* _Problem requirements_
List, from the lines below, each one with "HandleResult" in it.

[Saved data entries]
######
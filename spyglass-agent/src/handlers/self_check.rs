//! Startup self-check handler
//!
//! Verifies the driver end-to-end at startup: a short-lived companion
//! process performs a known network syscall sequence, and this handler
//! watches for any event attributed to it. First match signals success and
//! returns `Finished`, which removes the handler from the registry.
//!
//! Matching is by process name and executable path; pid matching is not
//! possible because the driver reports host pids while the companion sees
//! its namespace pid.

use std::time::{Duration, Instant};

use spyglass_common::{EventType, RawEvent};
use tokio::sync::oneshot;

use crate::dispatch::{HandleResult, SignalHandler};
use crate::event::EventExtractor;

pub const SELF_CHECK_COMM: &str = "spyglass-check";
pub const SELF_CHECK_EXE: &str = "/usr/local/bin/spyglass-check";

pub const DEFAULT_SELF_CHECK_TIMEOUT: Duration = Duration::from_secs(5);

pub struct SelfCheckNetworkHandler {
    extractor: EventExtractor,
    started_at: Instant,
    timeout: Duration,
    verified_tx: Option<oneshot::Sender<()>>,
}

impl SelfCheckNetworkHandler {
    pub fn new(extractor: EventExtractor, verified_tx: oneshot::Sender<()>) -> Self {
        Self::with_timeout(extractor, verified_tx, DEFAULT_SELF_CHECK_TIMEOUT)
    }

    pub fn with_timeout(
        extractor: EventExtractor,
        verified_tx: oneshot::Sender<()>,
        timeout: Duration,
    ) -> Self {
        Self {
            extractor,
            started_at: Instant::now(),
            timeout,
            verified_tx: Some(verified_tx),
        }
    }

    pub fn timed_out(&self) -> bool {
        Instant::now() > self.started_at + self.timeout
    }

    fn is_self_check_event(&self, evt: &RawEvent) -> bool {
        let comm = self.extractor.comm(evt);
        let exe = self.extractor.exe(evt);
        comm == Some(SELF_CHECK_COMM) || exe == Some(SELF_CHECK_EXE)
    }
}

impl SignalHandler for SelfCheckNetworkHandler {
    fn name(&self) -> &'static str {
        "self-check-network"
    }

    fn relevant_events(&self) -> &'static [EventType] {
        &[
            EventType::ConnectExit,
            EventType::AcceptExit,
            EventType::GetsockoptExit,
            EventType::CloseExit,
            EventType::ShutdownExit,
        ]
    }

    fn handle(&mut self, evt: &RawEvent) -> HandleResult {
        if !self.is_self_check_event(evt) {
            return HandleResult::Ignored;
        }
        if let Some(tx) = self.verified_tx.take() {
            let _ = tx.send(());
        }
        HandleResult::Finished
    }
}

#[cfg(test)]
mod tests {
    use super::*;
    use crate::containers::StaticContainerLookup;
    use std::sync::Arc;

    fn extractor() -> EventExtractor {
        EventExtractor::new(Arc::new(StaticContainerLookup::new::<_, String>([])))
    }

    fn check_event(comm: &str) -> RawEvent {
        let mut evt = RawEvent::zeroed();
        evt.event_type = EventType::GetsockoptExit.ordinal();
        evt.comm[..comm.len()].copy_from_slice(comm.as_bytes());
        evt
    }

    #[test]
    fn test_matching_comm_finishes_and_signals() {
        let (tx, mut rx) = oneshot::channel();
        let mut handler = SelfCheckNetworkHandler::new(extractor(), tx);

        assert_eq!(
            handler.handle(&check_event(SELF_CHECK_COMM)),
            HandleResult::Finished
        );
        assert!(rx.try_recv().is_ok());
    }

    #[test]
    fn test_matching_exe_finishes() {
        let (tx, _rx) = oneshot::channel();
        let mut handler = SelfCheckNetworkHandler::new(extractor(), tx);

        let mut evt = check_event("other");
        evt.exe[..SELF_CHECK_EXE.len()].copy_from_slice(SELF_CHECK_EXE.as_bytes());
        assert_eq!(handler.handle(&evt), HandleResult::Finished);
    }

    #[test]
    fn test_unrelated_event_ignored() {
        let (tx, mut rx) = oneshot::channel();
        let mut handler = SelfCheckNetworkHandler::new(extractor(), tx);

        assert_eq!(handler.handle(&check_event("curl")), HandleResult::Ignored);
        assert!(rx.try_recv().is_err());
    }

    #[test]
    fn test_timeout() {
        let (tx, _rx) = oneshot::channel();
        let handler =
            SelfCheckNetworkHandler::with_timeout(extractor(), tx, Duration::from_secs(0));
        std::thread::sleep(Duration::from_millis(5));
        assert!(handler.timed_out());
    }
}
######
* _Result_
use crate::dispatch::{HandleResult, SignalHandler};
    fn handle(&mut self, evt: &RawEvent) -> HandleResult {
            return HandleResult::Ignored;
        HandleResult::Finished
            HandleResult::Finished
        assert_eq!(handler.handle(&evt), HandleResult::Finished);
        assert_eq!(handler.handle(&check_event("curl")), HandleResult::Ignored);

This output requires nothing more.